# Dataset extract:

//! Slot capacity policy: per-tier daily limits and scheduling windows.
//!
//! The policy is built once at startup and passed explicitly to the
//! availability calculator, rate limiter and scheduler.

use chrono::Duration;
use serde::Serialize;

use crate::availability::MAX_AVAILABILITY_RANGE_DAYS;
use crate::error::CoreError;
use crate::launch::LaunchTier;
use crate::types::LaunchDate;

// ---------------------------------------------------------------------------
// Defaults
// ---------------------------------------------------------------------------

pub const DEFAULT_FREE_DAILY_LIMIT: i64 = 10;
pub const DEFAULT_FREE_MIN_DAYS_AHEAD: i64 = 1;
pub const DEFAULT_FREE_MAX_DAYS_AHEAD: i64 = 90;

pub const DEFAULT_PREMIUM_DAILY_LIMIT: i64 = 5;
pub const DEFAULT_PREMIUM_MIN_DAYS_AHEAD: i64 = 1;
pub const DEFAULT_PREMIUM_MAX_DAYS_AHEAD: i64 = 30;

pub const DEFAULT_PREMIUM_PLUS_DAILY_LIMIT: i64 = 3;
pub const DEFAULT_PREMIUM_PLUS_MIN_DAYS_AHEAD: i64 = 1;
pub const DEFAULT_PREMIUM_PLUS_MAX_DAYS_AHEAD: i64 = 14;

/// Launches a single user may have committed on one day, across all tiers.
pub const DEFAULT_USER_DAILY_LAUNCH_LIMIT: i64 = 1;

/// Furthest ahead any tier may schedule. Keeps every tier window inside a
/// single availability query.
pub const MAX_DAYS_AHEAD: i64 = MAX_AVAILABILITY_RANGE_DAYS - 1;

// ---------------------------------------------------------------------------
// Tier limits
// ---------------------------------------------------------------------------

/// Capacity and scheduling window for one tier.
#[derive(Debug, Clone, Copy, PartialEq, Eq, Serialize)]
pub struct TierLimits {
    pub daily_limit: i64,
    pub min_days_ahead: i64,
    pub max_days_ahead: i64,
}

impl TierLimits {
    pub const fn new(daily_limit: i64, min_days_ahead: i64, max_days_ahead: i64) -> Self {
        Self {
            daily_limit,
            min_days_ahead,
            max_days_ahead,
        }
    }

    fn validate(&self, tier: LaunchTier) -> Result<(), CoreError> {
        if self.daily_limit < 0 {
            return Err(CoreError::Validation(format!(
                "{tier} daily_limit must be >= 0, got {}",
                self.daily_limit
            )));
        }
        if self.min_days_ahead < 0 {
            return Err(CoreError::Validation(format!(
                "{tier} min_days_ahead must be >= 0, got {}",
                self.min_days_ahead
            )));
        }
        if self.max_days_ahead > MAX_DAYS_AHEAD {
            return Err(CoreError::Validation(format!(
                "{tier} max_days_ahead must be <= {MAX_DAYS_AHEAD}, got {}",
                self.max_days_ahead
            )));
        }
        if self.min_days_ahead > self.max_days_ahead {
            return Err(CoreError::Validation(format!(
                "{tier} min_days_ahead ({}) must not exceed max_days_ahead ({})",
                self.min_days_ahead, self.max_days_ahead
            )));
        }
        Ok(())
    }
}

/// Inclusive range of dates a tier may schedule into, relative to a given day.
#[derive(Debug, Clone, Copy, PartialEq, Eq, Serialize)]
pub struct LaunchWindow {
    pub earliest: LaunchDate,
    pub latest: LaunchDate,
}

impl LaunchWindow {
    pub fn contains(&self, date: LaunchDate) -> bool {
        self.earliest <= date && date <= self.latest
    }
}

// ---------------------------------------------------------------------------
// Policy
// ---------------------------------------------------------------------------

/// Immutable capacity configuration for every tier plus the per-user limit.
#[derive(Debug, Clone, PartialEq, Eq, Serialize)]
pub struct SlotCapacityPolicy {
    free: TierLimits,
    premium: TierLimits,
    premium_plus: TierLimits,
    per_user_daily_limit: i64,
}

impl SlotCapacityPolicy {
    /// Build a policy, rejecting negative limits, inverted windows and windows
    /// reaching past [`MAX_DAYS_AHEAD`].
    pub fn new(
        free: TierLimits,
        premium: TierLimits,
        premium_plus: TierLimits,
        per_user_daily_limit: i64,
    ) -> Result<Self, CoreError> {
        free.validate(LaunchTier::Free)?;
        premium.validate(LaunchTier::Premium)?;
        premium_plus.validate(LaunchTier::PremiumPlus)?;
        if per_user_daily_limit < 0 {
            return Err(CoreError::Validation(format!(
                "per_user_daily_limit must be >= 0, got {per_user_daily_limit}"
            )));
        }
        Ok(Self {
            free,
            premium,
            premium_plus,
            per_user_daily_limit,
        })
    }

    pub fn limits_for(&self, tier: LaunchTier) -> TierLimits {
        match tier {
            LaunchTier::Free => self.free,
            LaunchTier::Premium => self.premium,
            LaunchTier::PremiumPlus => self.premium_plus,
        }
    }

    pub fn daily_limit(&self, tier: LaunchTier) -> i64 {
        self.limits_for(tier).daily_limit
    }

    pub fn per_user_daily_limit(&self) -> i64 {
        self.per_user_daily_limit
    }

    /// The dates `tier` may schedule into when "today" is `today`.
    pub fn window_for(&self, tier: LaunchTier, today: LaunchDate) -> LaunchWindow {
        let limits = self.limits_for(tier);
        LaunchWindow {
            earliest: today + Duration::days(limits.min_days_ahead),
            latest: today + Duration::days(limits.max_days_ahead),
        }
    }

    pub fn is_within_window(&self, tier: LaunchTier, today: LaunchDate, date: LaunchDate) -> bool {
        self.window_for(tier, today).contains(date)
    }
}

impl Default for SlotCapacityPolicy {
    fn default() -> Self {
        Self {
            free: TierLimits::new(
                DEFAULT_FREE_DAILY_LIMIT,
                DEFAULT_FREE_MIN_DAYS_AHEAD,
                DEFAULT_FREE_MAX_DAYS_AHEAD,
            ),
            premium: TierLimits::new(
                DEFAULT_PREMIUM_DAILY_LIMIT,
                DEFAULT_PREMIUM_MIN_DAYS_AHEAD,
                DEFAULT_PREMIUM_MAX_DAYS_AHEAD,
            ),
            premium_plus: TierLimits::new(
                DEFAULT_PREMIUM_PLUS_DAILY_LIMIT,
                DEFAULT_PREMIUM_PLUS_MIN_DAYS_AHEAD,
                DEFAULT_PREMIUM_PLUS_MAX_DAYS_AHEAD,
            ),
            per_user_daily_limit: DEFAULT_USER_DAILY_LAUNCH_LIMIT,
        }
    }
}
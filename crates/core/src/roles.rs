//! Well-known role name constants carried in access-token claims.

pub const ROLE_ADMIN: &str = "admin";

# Work to complete:
All of the entries must be given again, word for word.

# Task result:
//! Slot capacity policy: per-tier daily limits and scheduling windows.
//!
//! The policy is built once at startup and passed explicitly to the
//! availability calculator, rate limiter and scheduler.

use chrono::Duration;
use serde::Serialize;

use crate::availability::MAX_AVAILABILITY_RANGE_DAYS;
use crate::error::CoreError;
use crate::launch::LaunchTier;
use crate::types::LaunchDate;

// ---------------------------------------------------------------------------
// Defaults
// ---------------------------------------------------------------------------

pub const DEFAULT_FREE_DAILY_LIMIT: i64 = 10;
pub const DEFAULT_FREE_MIN_DAYS_AHEAD: i64 = 1;
pub const DEFAULT_FREE_MAX_DAYS_AHEAD: i64 = 90;

pub const DEFAULT_PREMIUM_DAILY_LIMIT: i64 = 5;
pub const DEFAULT_PREMIUM_MIN_DAYS_AHEAD: i64 = 1;
pub const DEFAULT_PREMIUM_MAX_DAYS_AHEAD: i64 = 30;

pub const DEFAULT_PREMIUM_PLUS_DAILY_LIMIT: i64 = 3;
pub const DEFAULT_PREMIUM_PLUS_MIN_DAYS_AHEAD: i64 = 1;
pub const DEFAULT_PREMIUM_PLUS_MAX_DAYS_AHEAD: i64 = 14;

/// Launches a single user may have committed on one day, across all tiers.
pub const DEFAULT_USER_DAILY_LAUNCH_LIMIT: i64 = 1;

/// Furthest ahead any tier may schedule. Keeps every tier window inside a
/// single availability query.
pub const MAX_DAYS_AHEAD: i64 = MAX_AVAILABILITY_RANGE_DAYS - 1;

// ---------------------------------------------------------------------------
// Tier limits
// ---------------------------------------------------------------------------

/// Capacity and scheduling window for one tier.
#[derive(Debug, Clone, Copy, PartialEq, Eq, Serialize)]
pub struct TierLimits {
    pub daily_limit: i64,
    pub min_days_ahead: i64,
    pub max_days_ahead: i64,
}

impl TierLimits {
    pub const fn new(daily_limit: i64, min_days_ahead: i64, max_days_ahead: i64) -> Self {
        Self {
            daily_limit,
            min_days_ahead,
            max_days_ahead,
        }
    }

    fn validate(&self, tier: LaunchTier) -> Result<(), CoreError> {
        if self.daily_limit < 0 {
            return Err(CoreError::Validation(format!(
                "{tier} daily_limit must be >= 0, got {}",
                self.daily_limit
            )));
        }
        if self.min_days_ahead < 0 {
            return Err(CoreError::Validation(format!(
                "{tier} min_days_ahead must be >= 0, got {}",
                self.min_days_ahead
            )));
        }
        if self.max_days_ahead > MAX_DAYS_AHEAD {
            return Err(CoreError::Validation(format!(
                "{tier} max_days_ahead must be <= {MAX_DAYS_AHEAD}, got {}",
                self.max_days_ahead
            )));
        }
        if self.min_days_ahead > self.max_days_ahead {
            return Err(CoreError::Validation(format!(
                "{tier} min_days_ahead ({}) must not exceed max_days_ahead ({})",
                self.min_days_ahead, self.max_days_ahead
            )));
        }
        Ok(())
    }
}

/// Inclusive range of dates a tier may schedule into, relative to a given day.
#[derive(Debug, Clone, Copy, PartialEq, Eq, Serialize)]
pub struct LaunchWindow {
    pub earliest: LaunchDate,
    pub latest: LaunchDate,
}

impl LaunchWindow {
    pub fn contains(&self, date: LaunchDate) -> bool {
        self.earliest <= date && date <= self.latest
    }
}

// ---------------------------------------------------------------------------
// Policy
// ---------------------------------------------------------------------------

/// Immutable capacity configuration for every tier plus the per-user limit.
#[derive(Debug, Clone, PartialEq, Eq, Serialize)]
pub struct SlotCapacityPolicy {
    free: TierLimits,
    premium: TierLimits,
    premium_plus: TierLimits,
    per_user_daily_limit: i64,
}

impl SlotCapacityPolicy {
    /// Build a policy, rejecting negative limits, inverted windows and windows
    /// reaching past [`MAX_DAYS_AHEAD`].
    pub fn new(
        free: TierLimits,
        premium: TierLimits,
        premium_plus: TierLimits,
        per_user_daily_limit: i64,
    ) -> Result<Self, CoreError> {
        free.validate(LaunchTier::Free)?;
        premium.validate(LaunchTier::Premium)?;
        premium_plus.validate(LaunchTier::PremiumPlus)?;
        if per_user_daily_limit < 0 {
            return Err(CoreError::Validation(format!(
                "per_user_daily_limit must be >= 0, got {per_user_daily_limit}"
            )));
        }
        Ok(Self {
            free,
            premium,
            premium_plus,
            per_user_daily_limit,
        })
    }

    pub fn limits_for(&self, tier: LaunchTier) -> TierLimits {
        match tier {
            LaunchTier::Free => self.free,
            LaunchTier::Premium => self.premium,
            LaunchTier::PremiumPlus => self.premium_plus,
        }
    }

    pub fn daily_limit(&self, tier: LaunchTier) -> i64 {
        self.limits_for(tier).daily_limit
    }

    pub fn per_user_daily_limit(&self) -> i64 {
        self.per_user_daily_limit
    }

    /// The dates `tier` may schedule into when "today" is `today`.
    pub fn window_for(&self, tier: LaunchTier, today: LaunchDate) -> LaunchWindow {
        let limits = self.limits_for(tier);
        LaunchWindow {
            earliest: today + Duration::days(limits.min_days_ahead),
            latest: today + Duration::days(limits.max_days_ahead),
        }
    }

    pub fn is_within_window(&self, tier: LaunchTier, today: LaunchDate, date: LaunchDate) -> bool {
        self.window_for(tier, today).contains(date)
    }
}

impl Default for SlotCapacityPolicy {
    fn default() -> Self {
        Self {
            free: TierLimits::new(
                DEFAULT_FREE_DAILY_LIMIT,
                DEFAULT_FREE_MIN_DAYS_AHEAD,
                DEFAULT_FREE_MAX_DAYS_AHEAD,
            ),
            premium: TierLimits::new(
                DEFAULT_PREMIUM_DAILY_LIMIT,
                DEFAULT_PREMIUM_MIN_DAYS_AHEAD,
                DEFAULT_PREMIUM_MAX_DAYS_AHEAD,
            ),
            premium_plus: TierLimits::new(
                DEFAULT_PREMIUM_PLUS_DAILY_LIMIT,
                DEFAULT_PREMIUM_PLUS_MIN_DAYS_AHEAD,
                DEFAULT_PREMIUM_PLUS_MAX_DAYS_AHEAD,
            ),
            per_user_daily_limit: DEFAULT_USER_DAILY_LAUNCH_LIMIT,
        }
    }
}
filename crates/core/src/roles.rs
//! Well-known role name constants carried in access-token claims.

pub const ROLE_ADMIN: &str = "admin";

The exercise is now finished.